Hoy me he atrevido con una de las camisas que lleva demasiado tiempo sin notar el cálido tacto de la plancha. Partiendo del hecho que lo de planchar es, creo, la única tarea de casa que no encuentro ni relajante, ni desafiante (ahora repasarás las tareas clásicas en tu mente e intentarás encasillarlas todas bajo el primero o segundo adjetivo), cuando ya no queda otra y tengo que planchar, pretendo seguir un orden estricto de prioridades para ahorrar tiempo y ganas mientras duren. Primero la ropa de la niña – la del cole, luego la de casa, luego mi ropa, total que tengo cinco cosas en el armario de las que uso y, por lo tanto tengo que lavar y planchar, dos. Siguen en orden las camisetas y pantalones de mi marido – casi todos son rectángulos anchos y rectos, sin borlas, volantes y demás molestias. Allí normalmente se me acaba el tiempo, si es que el torso torcido de camiseta de algodón no se haya adelantado con agotarme las ganas. Las camisas, esas prendas con botones, cuellos, pliegues, bolsillos y cortes imposibles de aplanar en un 2D de plancha fácil de doble cara, se quedan en la fila esperando esos momentos casi imposibles cuando la tabla de planchar se convierte en la única escapatoria mental durante un fin de semana lluvioso y demasiado cargado de la atención infantil.
Hoy, en pleno acto de heroicidad doméstica, he rescatado una de esas camisas: de lino celeste, con un bolsillo a la altura del corazón y una arruga instalada ya en el ADN de su tejido. La extiendo sobre la tabla, cargo de vapor la plancha y, al meter los dedos en el bolsillo para alisarlo desde dentro, siento un papel áspero, ajado pero milagrosamente intacto. Tiro de él: un billete del Cuponazo, doblado con precisión de origami desganado, amarilleado en las esquinas pero todavía legible. Me asombra, primero, que haya sobrevivido a la embestida de la lavadora, a sus chorros impiadosos y centrifugados de resignación. Lo dejo al lado de la plancha, como quien deja una hoja recogida en otoño, sin darle aún demasiada importancia pero sin poder ignorar esa pequeña sacudida de curiosidad.

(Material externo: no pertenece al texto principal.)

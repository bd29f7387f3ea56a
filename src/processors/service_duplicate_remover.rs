use chrono::{Datelike, NaiveDate};
use gtfs_feed::{Feed, Service};
use rayon::prelude::*;
use rustc_hash::{FxHashMap, FxHashSet, FxHasher};
use std::hash::{Hash, Hasher};

use super::{pct, Processor};

/// Merges services that are active on exactly the same set of calendar
/// dates, regardless of how range, bitmap and exceptions encode that set
pub struct ServiceDuplicateRemover {}

/// A service reduced to its activity: first and last active date plus the
/// day-by-day activity between them
struct CompressedService {
    start: Option<NaiveDate>,
    end: Option<NaiveDate>,
    active: Vec<bool>,
    hash: u64,
}

impl Processor for ServiceDuplicateRemover {
    fn run(&self, feed: &mut Feed) {
        print!("Removing service duplicates... ");
        let before = feed.services.len();

        let mut trips_by_service: FxHashMap<String, Vec<String>> = FxHashMap::default();
        for (id, trip) in &feed.trips {
            trips_by_service
                .entry(trip.service_id.clone())
                .or_default()
                .push(id.clone());
        }

        let compressed: FxHashMap<String, CompressedService> = feed
            .services
            .par_iter()
            .map(|(id, s)| (id.clone(), compress(s)))
            .collect();

        let mut buckets: FxHashMap<u64, Vec<String>> = FxHashMap::default();
        for (id, c) in &compressed {
            buckets.entry(c.hash).or_default().push(id.clone());
        }

        let mut processed: FxHashSet<String> = FxHashSet::default();
        let service_ids: Vec<String> = feed.services.keys().cloned().collect();

        for id in &service_ids {
            if processed.contains(id) {
                continue;
            }
            let c = &compressed[id];

            let mut eq: Vec<String> = buckets[&c.hash]
                .par_iter()
                .filter(|other| {
                    *other != id && !processed.contains(*other) && services_equal(c, &compressed[*other])
                })
                .cloned()
                .collect();

            if eq.is_empty() {
                continue;
            }
            eq.push(id.clone());
            for e in &eq {
                processed.insert(e.clone());
            }
            combine_services(feed, eq, &mut trips_by_service);
        }

        println!(
            "done. (-{} services [-{:.2}%])",
            before - feed.services.len(),
            pct(before, feed.services.len())
        );
    }
}

fn compress(service: &Service) -> CompressedService {
    let start = service.first_active_date();
    let end = service.last_active_date();

    let active = match (start, end) {
        (Some(start), Some(end)) => {
            let days = (end - start).num_days() as usize + 1;
            (0..days)
                .map(|d| service.is_active_on(start + chrono::Duration::days(d as i64)))
                .collect()
        }
        _ => Vec::new(),
    };

    let mut h = FxHasher::default();
    active.hash(&mut h);
    start.map(|d| (d.year(), d.month(), d.day())).hash(&mut h);
    end.map(|d| (d.year(), d.month(), d.day())).hash(&mut h);

    CompressedService {
        start,
        end,
        active,
        hash: h.finish(),
    }
}

fn services_equal(a: &CompressedService, b: &CompressedService) -> bool {
    a.start == b.start && a.end == b.end && a.active == b.active
}

fn combine_services(
    feed: &mut Feed,
    services: Vec<String>,
    trips_by_service: &mut FxHashMap<String, Vec<String>>,
) {
    // the simplest representation, fewest exceptions, becomes the reference
    let ref_id = services
        .iter()
        .min_by_key(|id| feed.services[id.as_str()].exceptions.len())
        .unwrap()
        .clone();

    for id in &services {
        if *id == ref_id {
            continue;
        }

        for trip_id in trips_by_service.remove(id).unwrap_or_default() {
            if let Some(trip) = feed.trips.get_mut(&trip_id) {
                if trip.service_id == *id {
                    trip.service_id = ref_id.clone();
                }
                trips_by_service
                    .entry(ref_id.clone())
                    .or_default()
                    .push(trip_id);
            }
        }

        feed.services.remove(id);
    }
}

#[cfg(test)]
mod tests {
    use super::super::testutil::*;
    use super::*;

    #[test]
    fn range_and_exception_encodings_of_the_same_days_merge() {
        let mut feed = Feed::new();

        // Mon-Sun for one week as a calendar range
        let a = daily_service("a", date(2017, 1, 2), date(2017, 1, 8));
        feed.services.insert("a".into(), a);

        // the same week written as seven added exceptions
        let mut b = Service::new("b".to_string());
        for day in 2..=8 {
            b.exceptions.insert(date(2017, 1, day), true);
        }
        feed.services.insert("b".into(), b);

        // a different week
        let c = daily_service("c", date(2017, 1, 9), date(2017, 1, 15));
        feed.services.insert("c".into(), c);

        feed.stops.insert("S".into(), stop("S", 1.0, 1.0));
        feed.routes.insert("R".into(), route("R"));
        for (t, sv) in [("t1", "a"), ("t2", "b"), ("t3", "c")] {
            feed.trips
                .insert(t.into(), trip(t, "R", sv, vec![stop_time("S", 0, 0, 0)]));
        }

        ServiceDuplicateRemover {}.run(&mut feed);

        assert_eq!(feed.services.len(), 2);
        // the calendar-range representation has no exceptions and wins
        assert!(feed.services.contains_key("a"));
        assert!(!feed.services.contains_key("b"));
        assert_eq!(feed.trips["t2"].service_id, "a");
        assert_eq!(feed.trips["t3"].service_id, "c");
        feed.check_references().unwrap();
    }

    #[test]
    fn activity_equivalence_holds_over_the_joint_range() {
        let mut feed = Feed::new();
        let a = daily_service("a", date(2017, 1, 2), date(2017, 1, 8));
        let mut b = Service::new("b".to_string());
        for day in 2..=8 {
            b.exceptions.insert(date(2017, 1, day), true);
        }
        let a_clone = a.clone();
        let b_clone = b.clone();
        feed.services.insert("a".into(), a);
        feed.services.insert("b".into(), b);

        ServiceDuplicateRemover {}.run(&mut feed);
        let survivor = feed.services.values().next().unwrap();

        let mut d = date(2016, 12, 25);
        while d <= date(2017, 1, 15) {
            assert_eq!(survivor.is_active_on(d), a_clone.is_active_on(d));
            assert_eq!(survivor.is_active_on(d), b_clone.is_active_on(d));
            d += chrono::Duration::days(1);
        }
    }
}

Termino la camisa a medias (una manga perfecta, la otra un campo de batalla) y me siento, plancha aún encendida, a mirar el billete. Fecha de hace más de tres meses. Número en grande, legible. Con la pantalla del móvil iluminándome la cara, busco resultados. Me toma treinta segundos y una pequeña carcajada incrédula: dos mil euros. Dos mil. Los miro, los recuento mentalmente en cosas tan necesarias como básicas que ya no podrán ser: dos meses de no tener que pedir prestado dinero de la cuenta universitaria de mi hija; alguna escapada fuera de las fronteras comarcales, aunque fuera a un camping con más barro que estrellas; una camiseta nueva para planchar (como si eso cambiara algo); transferir algo a mi cuenta extranjera para evitar la tentación inminente; comprar una plancha nueva, a la que no se le caigan los botones de vapor cada vez que respira fuerte y que, de alguna manera mágica, me haga querer planchar más, quizá una sin cable, esas futuristas; zapatillas barefoot y bonitas (misión casi imposible) para los pies de la niña, que ya empieza a crecer a ritmo de carrera olímpica; un par de visitas a la piscina municipal y al acuario, para hacer como que viajamos aunque sea a través de peces; y permitirme algún que otro ColaCao en una cafetería, sin calcular mentalmente si por ello comeremos lentejas de lata dos días seguidos. Cierro el navegador. Recuerdo otra vez la fecha. El plazo de cobro: vencido. No por días, no por horas de épica cinematográfica: vencido con una rotundidad burocrática de tres meses y una semana. Un papel arrugado donde antes, técnicamente, había un sueño en efectivo. Lo arrojo a la basura, dudando un instante si corresponde al contenedor de papel o al de plástico por su estado casi impecable trás haber pasado por remolino de agua a 40 grados, y sello en silencio la decisión de no contarlo nunca a nadie. Así evitamos la búsqueda inútil de un culpable.
Conclusión: no hay mucho más que añadir. Planchar a tiempo. Y vaciar los bolsillos. Plancha! No por amor a la pulcritud, sino porque a veces en un bolsillo olvidado se esconde algo que podría haberte cambiado el mes, o al menos, el humor.